Saranno gli algoritmi a decidere cosa possiamo e dobbiamo leggere e cosa, invece, dobbiamo ignorare? Il tema è centrale e non è più eludibile alla luce della digitalizzazione che, chiaramente, ha investito e investirà il settore dell’editoria nei prossimi anni fino a diventarne con ogni probabilità uno dei tratti distintivi.
E allora il rapporto tra le testate giornalistiche, tra i blog e le grandi infrastrutture digitali deve essere chiaro, non può ammettere zone d’ombra. Non è solo la questione degli incassi che è pure centralissima e chiama le istituzioni a una presa di coscienza importante per garantire il futuro agli editori e, insieme a essi, tutelare l’attuazione dei principi costituzionali della libertà e del pluralismo. Ma è l’accessibilità stessa alle fonti e ai giornali che non può essere lasciata all’autoregolamentazione dei soggetti stessi che garantiscono i servizi web. Altrimenti il rischio di “censura”, al di là delle questioni politiche, è dietro l’angolo. E il rischio sarà quello di trovarsi un algoritmo – che non è per niente intelligente – a vietare e giudicare il valore di opere e lavori.
Come è accaduto al giornalista d’inchiesta Fabrizio Gatti de L’Espresso che si è visto “oscurare” da Google il suo libro “L’infinito errore” (edito da La Nave di Teseo) perché tacciato dal “solito” algoritmo di “aver trattato i temi della pandemia con poca sensibilità”. Una giustificazione beffarda: che vuol dire (e come si misura) la “sensibilità” di un’opera, di un’inchiesta giornalistica?

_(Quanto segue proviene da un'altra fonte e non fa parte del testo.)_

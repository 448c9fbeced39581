//! `misfits` library crate: spectral feature measurements in noisy transient
//! spectra.
//!
//! The numerical engine only; plotting, interactive marker placement, file
//! formats and command-line handling live in front-ends that call into:
//!
//! - [`spectrum`] for the data container and its spline analysis
//! - [`smooth`] and [`noise`] to denoise the flux and estimate its error
//! - [`features`] to measure line velocities and pseudo-equivalent widths
//! - [`uncertainty`] and [`report`] to propagate and present the errors

pub mod config;
pub mod domain;
pub mod error;
pub mod features;
pub mod fit;
pub mod math;
pub mod models;
pub mod noise;
pub mod pipeline;
pub mod report;
pub mod smooth;
pub mod spectrum;
pub mod tools;
pub mod uncertainty;

pub use config::EngineConfig;
pub use error::MeasureError;
pub use spectrum::Spectrum;
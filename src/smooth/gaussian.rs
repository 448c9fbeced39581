//! Gaussian-kernel smoother, parameterised by the kernel FWHM in samples.

use serde::{Deserialize, Serialize};

use crate::error::MeasureError;
use crate::math::signal::{convolve_same, gaussian_window};
use crate::smooth::{Smoother, unflagged_flux};
use crate::spectrum::Spectrum;
use crate::tools::{Dependency, Tool};

/// `fwhm = std * 2 sqrt(2 ln 2)`.
pub fn fwhm_to_std(fwhm: f64) -> f64 {
    fwhm / (2.0 * (2.0 * std::f64::consts::LN_2).sqrt())
}

pub fn std_to_fwhm(std: f64) -> f64 {
    std * 2.0 * (2.0 * std::f64::consts::LN_2).sqrt()
}

#[derive(Debug, Clone, PartialEq, Serialize, Deserialize)]
pub struct GaussianParams {
    pub fwhm: f64,
    #[serde(default)]
    pub flagged: Vec<usize>,
}

#[derive(Debug, Clone, Default)]
pub struct Gaussian {
    params: Option<GaussianParams>,
}

impl Gaussian {
    pub fn new() -> Self {
        Self::default()
    }

    /// Length-`n` Gaussian window with the given FWHM, unit sum.
    pub fn window(n: usize, fwhm: f64) -> Result<Vec<f64>, MeasureError> {
        if !(fwhm.is_finite() && fwhm > 0.0) {
            return Err(MeasureError::InvalidInput(format!(
                "gaussian FWHM must be positive, got {fwhm}"
            )));
        }
        let window = gaussian_window(n, fwhm_to_std(fwhm));
        let total: f64 = window.iter().sum();
        Ok(window.into_iter().map(|w| w / total).collect())
    }
}

impl Tool for Gaussian {
    const NAME: &'static str = "smooth.gaussian";
    const PARAMETERS: &'static [&'static str] = &["fwhm", "flagged"];
    const DEPENDENCIES: &'static [Dependency] = &[];

    type Params = GaussianParams;

    fn parameters(&self) -> Option<&GaussianParams> {
        self.params.as_ref()
    }

    fn store_parameters(&mut self, params: Option<GaussianParams>) {
        self.params = params;
    }
}

impl Smoother for Gaussian {
    fn auto(&self, spectrum: &Spectrum) -> Result<GaussianParams, MeasureError> {
        Ok(GaussianParams {
            fwhm: spectrum.len() as f64 / 100.0,
            flagged: self.params.as_ref().map(|p| p.flagged.clone()).unwrap_or_default(),
        })
    }

    fn smooth_with(&self, spectrum: &Spectrum, params: &GaussianParams) -> Result<Vec<f64>, MeasureError> {
        let flux = unflagged_flux(spectrum, &params.flagged)?;
        let window = Self::window(spectrum.len(), params.fwhm)?;
        log::debug!("gaussian smoothing: fwhm={} flagged={}", params.fwhm, params.flagged.len());
        Ok(convolve_same(&flux, &window))
    }
}

#[cfg(test)]
mod tests {
    use super::*;

    #[test]
    fn fwhm_conversion() {
        assert!((std_to_fwhm(1.0) - 2.354820045).abs() < 1e-8);
        assert!((fwhm_to_std(std_to_fwhm(3.3)) - 3.3).abs() < 1e-12);
    }

    #[test]
    fn window_half_maximum_matches_fwhm() {
        // Odd length centres the peak on a sample.
        let w = Gaussian::window(201, 20.0).unwrap();
        assert!((w[110] / w[100] - 0.5).abs() < 1e-12);
        assert!((w[90] / w[100] - 0.5).abs() < 1e-12);
        assert!((w.iter().sum::<f64>() - 1.0).abs() < 1e-12);
    }

    #[test]
    fn smoothing_reduces_scatter_of_alternating_noise() {
        let wave: Vec<f64> = (0..200).map(|i| 6000.0 + i as f64).collect();
        let flux: Vec<f64> = (0..200).map(|i| if i % 2 == 0 { 1.1 } else { 0.9 }).collect();
        let spectrum = Spectrum::new(wave, flux).unwrap();
        let mut g = Gaussian::new();
        let params = g.auto(&spectrum).unwrap();
        assert!((params.fwhm - 2.0).abs() < 1e-12);
        let smooth = g.smooth(&spectrum, params).unwrap();
        for v in &smooth[10..190] {
            assert!((v - 1.0).abs() < 0.02, "{v}");
        }
    }
}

Lo stesso Gatti ha denunciato l’accaduto riferendone all’Agi: “Nel mio libro avrei trattato i temi della pandemia con poca sensibilità. A stupirmi è il criterio estetico, soggettivo, sulla base del quale viene motivata una simile decisione da parte di una multinazionale privata, che opera nell’Unione Europea e che quindi dovrebbe attenersi alle sue regole. Non si dice che sostengo il falso, dato che ciò che scrivo è documentato, né che i contenuti sono diffamatori: si sostiene poca sensibilità. Ma i fatti non richiedono sensibilita’, bensì verifica”.
Dall’altra parte della barricata, politica e culturale, è stata espressa la posizione secondo cui va tutelata l’informazione, specialmente quella locale, dalle logiche invasive degli algoritmi web. Il deputato leghista Massimiliano Capitanio in una nota ha lanciato l’allarme: “L’informazione del futuro passerà inevitabilmente da logiche algoritmiche. Sono così minacciate le basi per la sopravvivenza della nostra democrazia ed il pluralismo nella comunicazione. Per la Lega la libertà è un diritto irrinunciabile e va tutelata investendo sui mezzi tradizionali dell’editoria come quelli locali”.